While on the ridge I scared a Ptarmigan mother and her chicks (they scared me too, as I didn’t notice them until the mother squawked). Immediately the chicks dispersed and the mother pretended to be injured, leading me away from her babies. I kept telling the mother I didn’t want anything to do with her or her chicks, but unfortunately she was leading me exactly in the direction I needed to go. She did a wonderful, if unnecessary, job leading me away from her babies. When she felt I was far enough away she flew back in their direction, chirping to gather them all together again.

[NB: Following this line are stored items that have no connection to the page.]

//! SCRFD face detector via ONNX Runtime.
//!
//! Implements the SCRFD (Sample and Computation Redistribution for Efficient Face
//! Detection) model with 3-stride anchor-free decoding and NMS post-processing.

use crate::types::BoundingBox;
use image::imageops::{self, FilterType};
use image::RgbImage;
use ndarray::Array4;
use ort::session::Session;
use ort::value::TensorRef;
use std::path::Path;
use thiserror::Error;

const SCRFD_INPUT_SIZE: usize = 640;
const SCRFD_MEAN: f32 = 127.5;
const SCRFD_STD: f32 = 128.0;
const SCRFD_CONFIDENCE_THRESHOLD: f32 = 0.5;
const SCRFD_NMS_THRESHOLD: f32 = 0.4;
const SCRFD_STRIDES: [usize; 3] = [8, 16, 32];
const SCRFD_ANCHORS_PER_CELL: usize = 2;

#[derive(Error, Debug)]
pub enum DetectorError {
    #[error("model file not found: {0}")]
    ModelNotFound(String),
    #[error("inference failed: {0}")]
    InferenceFailed(String),
    #[error("ort: {0}")]
    Ort(#[from] ort::Error),
}

/// Metadata for coordinate de-mapping after letterbox resize.
struct LetterboxInfo {
    scale: f32,
    pad_x: f32,
    pad_y: f32,
}

/// Output tensor indices for one stride: (score_idx, bbox_idx, kps_idx).
type StrideOutputIndices = (usize, usize, usize);

/// SCRFD-based face detector.
pub struct FaceDetector {
    session: Session,
    input_height: usize,
    input_width: usize,
    /// Per-stride output indices [(score, bbox, kps)] for strides [8, 16, 32].
    stride_indices: [StrideOutputIndices; 3],
}

impl FaceDetector {
    /// Load the SCRFD ONNX model from the given path.
    pub fn load(model_path: &Path) -> Result<Self, DetectorError> {
        if !model_path.exists() {
            return Err(DetectorError::ModelNotFound(model_path.display().to_string()));
        }

        let session = Session::builder()?
            .with_intra_threads(2)?
            .commit_from_file(model_path)?;

        let output_names: Vec<String> = session.outputs().iter().map(|o| o.name().to_string()).collect();
        let num_outputs = output_names.len();

        tracing::info!(
            path = %model_path.display(),
            outputs = ?output_names,
            "loaded SCRFD model"
        );

        if num_outputs < 9 {
            return Err(DetectorError::InferenceFailed(format!(
                "SCRFD model requires 9 outputs (3 strides × score/bbox/kps), got {num_outputs}"
            )));
        }

        let stride_indices = discover_output_indices(&output_names);
        tracing::debug!(?stride_indices, "SCRFD output tensor mapping");

        Ok(Self {
            session,
            input_height: SCRFD_INPUT_SIZE,
            input_width: SCRFD_INPUT_SIZE,
            stride_indices,
        })
    }

    /// Detect faces in an RGB image, returning bounding boxes sorted by confidence.
    pub fn detect(&mut self, image: &RgbImage) -> Result<Vec<BoundingBox>, DetectorError> {
        if image.width() == 0 || image.height() == 0 {
            return Ok(Vec::new());
        }

        let (input, letterbox) = self.preprocess(image);

        let outputs = self.session.run(ort::inputs![TensorRef::from_array_view(input.view())?])?;

        let mut all_detections = Vec::new();

        for (stride_pos, &stride) in SCRFD_STRIDES.iter().enumerate() {
            let (score_idx, bbox_idx, kps_idx) = self.stride_indices[stride_pos];

            let (_, scores) = outputs[score_idx]
                .try_extract_tensor::<f32>()
                .map_err(|e| DetectorError::InferenceFailed(format!("scores stride {stride}: {e}")))?;
            let (_, bboxes) = outputs[bbox_idx]
                .try_extract_tensor::<f32>()
                .map_err(|e| DetectorError::InferenceFailed(format!("bboxes stride {stride}: {e}")))?;
            let (_, kps) = outputs[kps_idx]
                .try_extract_tensor::<f32>()
                .map_err(|e| DetectorError::InferenceFailed(format!("kps stride {stride}: {e}")))?;

            let grid = StrideGrid {
                stride,
                input_width: self.input_width,
                input_height: self.input_height,
            };
            all_detections.extend(decode_stride(scores, bboxes, kps, &grid, &letterbox, SCRFD_CONFIDENCE_THRESHOLD));
        }

        let mut result = nms(all_detections, SCRFD_NMS_THRESHOLD);
        result.sort_by(|a, b| b.confidence.total_cmp(&a.confidence));

        Ok(result)
    }

    /// Letterbox an RGB image into a NCHW float tensor normalised to the SCRFD input distribution.
    fn preprocess(&self, image: &RgbImage) -> (Array4<f32>, LetterboxInfo) {
        let (width, height) = (image.width() as usize, image.height() as usize);
        let scale_w = self.input_width as f32 / width as f32;
        let scale_h = self.input_height as f32 / height as f32;
        let scale = scale_w.min(scale_h);

        let new_w = ((width as f32 * scale).round() as usize).clamp(1, self.input_width);
        let new_h = ((height as f32 * scale).round() as usize).clamp(1, self.input_height);
        let pad_x = (self.input_width - new_w) as f32 / 2.0;
        let pad_y = (self.input_height - new_h) as f32 / 2.0;

        let letterbox = LetterboxInfo { scale, pad_x, pad_y };

        let resized = imageops::resize(image, new_w as u32, new_h as u32, FilterType::Triangle);

        let pad_x_start = pad_x.floor() as usize;
        let pad_y_start = pad_y.floor() as usize;

        // Padding stays at 0.0, which is SCRFD_MEAN after normalisation.
        let mut tensor = Array4::<f32>::zeros((1, 3, self.input_height, self.input_width));
        for (x, y, pixel) in resized.enumerate_pixels() {
            let (tx, ty) = (x as usize + pad_x_start, y as usize + pad_y_start);
            for c in 0..3 {
                tensor[[0, c, ty, tx]] = (pixel[c] as f32 - SCRFD_MEAN) / SCRFD_STD;
            }
        }

        (tensor, letterbox)
    }
}

/// Discover output tensor ordering by name.
///
/// SCRFD models may export tensors with named outputs ("score_8", "bbox_16", ...) or
/// generic numeric names. Otherwise falls back to the standard positional ordering:
///   [0-2] = scores (strides 8, 16, 32)
///   [3-5] = bboxes (strides 8, 16, 32)
///   [6-8] = kps    (strides 8, 16, 32)
fn discover_output_indices(names: &[String]) -> [StrideOutputIndices; 3] {
    let find = |prefix: &str, stride: usize| -> Option<usize> {
        let target = format!("{prefix}_{stride}");
        names.iter().position(|n| n == &target)
    };

    let named: Option<Vec<StrideOutputIndices>> = SCRFD_STRIDES
        .iter()
        .map(|&stride| Some((find("score", stride)?, find("bbox", stride)?, find("kps", stride)?)))
        .collect();

    match named.as_deref() {
        Some(&[s8, s16, s32]) => {
            tracing::debug!("SCRFD: using name-based output tensor mapping");
            [s8, s16, s32]
        }
        _ => {
            tracing::debug!(
                ?names,
                "SCRFD: output names not recognized, using positional mapping"
            );
            [(0, 3, 6), (1, 4, 7), (2, 5, 8)]
        }
    }
}

/// Geometry of one stride level of the detector head.
struct StrideGrid {
    stride: usize,
    input_width: usize,
    input_height: usize,
}

/// Decode detections for a single stride level.
fn decode_stride(
    scores: &[f32],
    bboxes: &[f32],
    kps: &[f32],
    grid: &StrideGrid,
    letterbox: &LetterboxInfo,
    threshold: f32,
) -> Vec<BoundingBox> {
    let stride = grid.stride;
    let grid_w = grid.input_width / stride;
    let grid_h = grid.input_height / stride;
    let num_anchors = grid_h * grid_w * SCRFD_ANCHORS_PER_CELL;
    let step = stride as f32;

    let unmap = |x: f32, y: f32| {
        (
            (x - letterbox.pad_x) / letterbox.scale,
            (y - letterbox.pad_y) / letterbox.scale,
        )
    };

    let mut detections = Vec::new();

    for idx in 0..num_anchors {
        let score = scores.get(idx).copied().unwrap_or(0.0);
        if score <= threshold {
            continue;
        }

        let anchor_idx = idx / SCRFD_ANCHORS_PER_CELL;
        let anchor_cx = (anchor_idx % grid_w) as f32 * step;
        let anchor_cy = (anchor_idx / grid_w) as f32 * step;

        let Some(offsets) = bboxes.get(idx * 4..idx * 4 + 4) else {
            continue;
        };
        let (x1, y1) = unmap(anchor_cx - offsets[0] * step, anchor_cy - offsets[1] * step);
        let (x2, y2) = unmap(anchor_cx + offsets[2] * step, anchor_cy + offsets[3] * step);

        let landmarks = kps.get(idx * 10..idx * 10 + 10).map(|points| {
            let mut lms = [(0.0f32, 0.0f32); 5];
            for (i, lm) in lms.iter_mut().enumerate() {
                *lm = unmap(
                    anchor_cx + points[i * 2] * step,
                    anchor_cy + points[i * 2 + 1] * step,
                );
            }
            lms
        });

        detections.push(BoundingBox {
            x: x1,
            y: y1,
            width: x2 - x1,
            height: y2 - y1,
            confidence: score,
            landmarks,
        });
    }

    detections
}

/// Non-Maximum Suppression: remove overlapping detections.
fn nms(mut detections: Vec<BoundingBox>, iou_threshold: f32) -> Vec<BoundingBox> {
    detections.sort_by(|a, b| b.confidence.total_cmp(&a.confidence));

    let mut keep: Vec<BoundingBox> = Vec::new();
    for candidate in detections {
        if keep.iter().all(|kept| iou(kept, &candidate) <= iou_threshold) {
            keep.push(candidate);
        }
    }

    keep
}

/// Compute Intersection-over-Union between two bounding boxes.
fn iou(a: &BoundingBox, b: &BoundingBox) -> f32 {
    let x1 = a.x.max(b.x);
    let y1 = a.y.max(b.y);
    let x2 = (a.x + a.width).min(b.x + b.width);
    let y2 = (a.y + a.height).min(b.y + b.height);

    let inter_area = (x2 - x1).max(0.0) * (y2 - y1).max(0.0);
    let union_area = a.area() + b.area() - inter_area;

    if union_area > 0.0 {
        inter_area / union_area
    } else {
        0.0
    }
}

#[cfg(test)]
mod tests {
    use super::*;

    fn make_bbox(x: f32, y: f32, w: f32, h: f32, conf: f32) -> BoundingBox {
        BoundingBox {
            x, y, width: w, height: h, confidence: conf, landmarks: None,
        }
    }

    #[test]
    fn test_iou_identical() {
        let a = make_bbox(0.0, 0.0, 100.0, 100.0, 1.0);
        assert!((iou(&a, &a) - 1.0).abs() < 1e-6);
    }

    #[test]
    fn test_iou_no_overlap() {
        let a = make_bbox(0.0, 0.0, 10.0, 10.0, 1.0);
        let b = make_bbox(20.0, 20.0, 10.0, 10.0, 1.0);
        assert!(iou(&a, &b).abs() < 1e-6);
    }

    #[test]
    fn test_iou_partial() {
        let a = make_bbox(0.0, 0.0, 10.0, 10.0, 1.0);
        let b = make_bbox(5.0, 0.0, 10.0, 10.0, 1.0);
        // Overlap: 5x10 = 50, union: 100+100-50 = 150
        assert!((iou(&a, &b) - 50.0 / 150.0).abs() < 1e-6);
    }

    #[test]
    fn test_nms_suppresses_overlapping() {
        let detections = vec![
            make_bbox(5.0, 5.0, 100.0, 100.0, 0.8),
            make_bbox(0.0, 0.0, 100.0, 100.0, 0.9),
            make_bbox(200.0, 200.0, 50.0, 50.0, 0.7),
        ];
        let result = nms(detections, 0.4);
        assert_eq!(result.len(), 2);
        assert!((result[0].confidence - 0.9).abs() < 1e-6);
        assert!((result[1].confidence - 0.7).abs() < 1e-6);
    }

    #[test]
    fn test_nms_empty() {
        assert!(nms(vec![], 0.4).is_empty());
    }

    #[test]
    fn test_decode_stride_maps_back_through_letterbox() {
        // One anchor cell on a 2x1 grid of stride 8, letterboxed at scale 2 with 4px vertical padding.
        let grid = StrideGrid { stride: 8, input_width: 16, input_height: 8 };
        let letterbox = LetterboxInfo { scale: 2.0, pad_x: 0.0, pad_y: 4.0 };
        let scores = [0.9, 0.1, 0.2, 0.3];
        let bboxes = [1.0, 1.0, 1.0, 1.0, 0.0, 0.0, 0.0, 0.0, 0.0, 0.0, 0.0, 0.0, 0.0, 0.0, 0.0, 0.0];
        let kps = [0.0f32; 40];

        let dets = decode_stride(&scores, &bboxes, &kps, &grid, &letterbox, 0.5);
        assert_eq!(dets.len(), 1);
        let d = &dets[0];
        // Anchor at (0,0): box (-8,-8)-(8,8) in letterbox space.
        assert!((d.x + 4.0).abs() < 1e-6);
        assert!((d.y + 6.0).abs() < 1e-6);
        assert!((d.width - 8.0).abs() < 1e-6);
        assert!((d.height - 8.0).abs() < 1e-6);
        assert!(d.landmarks.is_some());
    }

    #[test]
    fn test_discover_output_indices_named() {
        let names: Vec<String> = [
            "score_8", "score_16", "score_32",
            "bbox_8",  "bbox_16",  "bbox_32",
            "kps_8",   "kps_16",   "kps_32",
        ].iter().map(|s| s.to_string()).collect();

        let indices = discover_output_indices(&names);
        assert_eq!(indices, [(0, 3, 6), (1, 4, 7), (2, 5, 8)]);
    }

    #[test]
    fn test_discover_output_indices_shuffled_named() {
        let names: Vec<String> = [
            "bbox_8", "kps_8", "score_8",
            "bbox_16", "kps_16", "score_16",
            "bbox_32", "kps_32", "score_32",
        ].iter().map(|s| s.to_string()).collect();

        let indices = discover_output_indices(&names);
        assert_eq!(indices, [(2, 0, 1), (5, 3, 4), (8, 6, 7)]);
    }

    #[test]
    fn test_discover_output_indices_positional_fallback() {
        let names: Vec<String> = (0..9).map(|i: usize| i.to_string()).collect();
        let indices = discover_output_indices(&names);
        assert_eq!(indices, [(0, 3, 6), (1, 4, 7), (2, 5, 8)]);
    }
}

From the summit ridge I could see East Nellie Point, but getting there isn’t as easy as it initially looked.


I followed the ridge almost to the saddle and then turned and headed east, losing 600’ of elevation. Luckily this part of the hike was mostly on rolling tundra and wasn’t too taxing.


Once at the bottom I was able to avoid the small pond/creek and ascend the hillside towards East Nellie PT.


This was still rolling tundra, and there were even game trails in the area (and tons of elk tracks). At the top of the tundra hill I had about a quarter mile of tundra to walk through to the final summit push (if you could call it that).



The final push to the summit was rocky and there was no trail, but it was straightforward


There was a large cairn just before the summit


The actual point of this summit was difficult to tell as well. Once again I knew I was at the summit when I found the summit register stashed inside a cairn




Summit Photo:


East Nellie Point:

Here are some photos from the hike back down. I decided to make this an out and back hike, retracing the steps I took to get here from Nellie Point.


The tundra can be vast. Luckily, I could keep Uncompaghre Peak in my view most of the time, and just kept heading towards that 14er.


I also had a good view of Silver Mountain (my original choice for a summit today). With this view I could see there was still snow at the top of the access gully, so it had been a good idea for me not to attempt that peak today because the snow was unavoidable and I’d left my ice axe in my truck (I had my crampons). I was feeling better about my choices.


I hiked down to the valley and then back up to the ridge


I followed the ridge back to Nellie Point




And back down to the pass


And the class 1 trail that leads you back to the trailhead





The trailhead now had several vehicles


Also, I came to the conclusion it’s impossible to get a bad photo of Uncompaghre


I made it back to my truck at 11:15am, making this a 13.72 mile hike with 3833’ of elevation gain in 7 hours. Obviously, I made this hike more difficult and added more elevation than needed, but in the end I was happy with today’s hiking change of plans. In fact, I wished I’d have made the choice to change routes earlier. Any day above treeline is a good day. The 4WD road was easier to navigate driving down than it was driving up.

Here’s a topo map of my route


Thumbnails for uploaded photos (click to open slideshow):
1 2 3 4 5 6 7 8 9 10 11 12 13 14 15 16 17 18 19 20 21 22 23 24 25 26 27 28 29 30 31 32 33 34 35 36 37 38 39 40 41 42

 Comments or Questions

07/15/2020 12:53
I only used a belay at the entry for less than 2ft and freed the chimney without any problem with my pack on. Contemplated taking the pack off and handing it up but since we had the rope, we used it for that short bit. The rest of the route felt super easy. I would think you'd be able to get to the summit with no problem if you passed that section. Happy to chat with you about it.


07/15/2020 12:57
Yes, that's why I was so frustrated with myself I think I just tired and had psyched myself out mentally by that point. My arms were shot from filling up the chimney stacking rocks. None of the photos I had matched up nicely with what I could see in front of me, and I kept imagining worst case scenarios if I got stuck/was in the wrong area/ couldn't find a place to set an anchor, etc. so I decided to call it. I know now I was in the correct area, so I just need to try it again (with more stemming practice and confidence). I'd love to chat with you about it (at the next happy hour?).


07/15/2020 14:21
bring the pb whiskey!


Silver access
07/15/2020 17:21
The snow at the saddle can easily be bypassed on the climber's right. We descended that a couple of weeks ago and stayed on dry ground from saddle down to valley floor.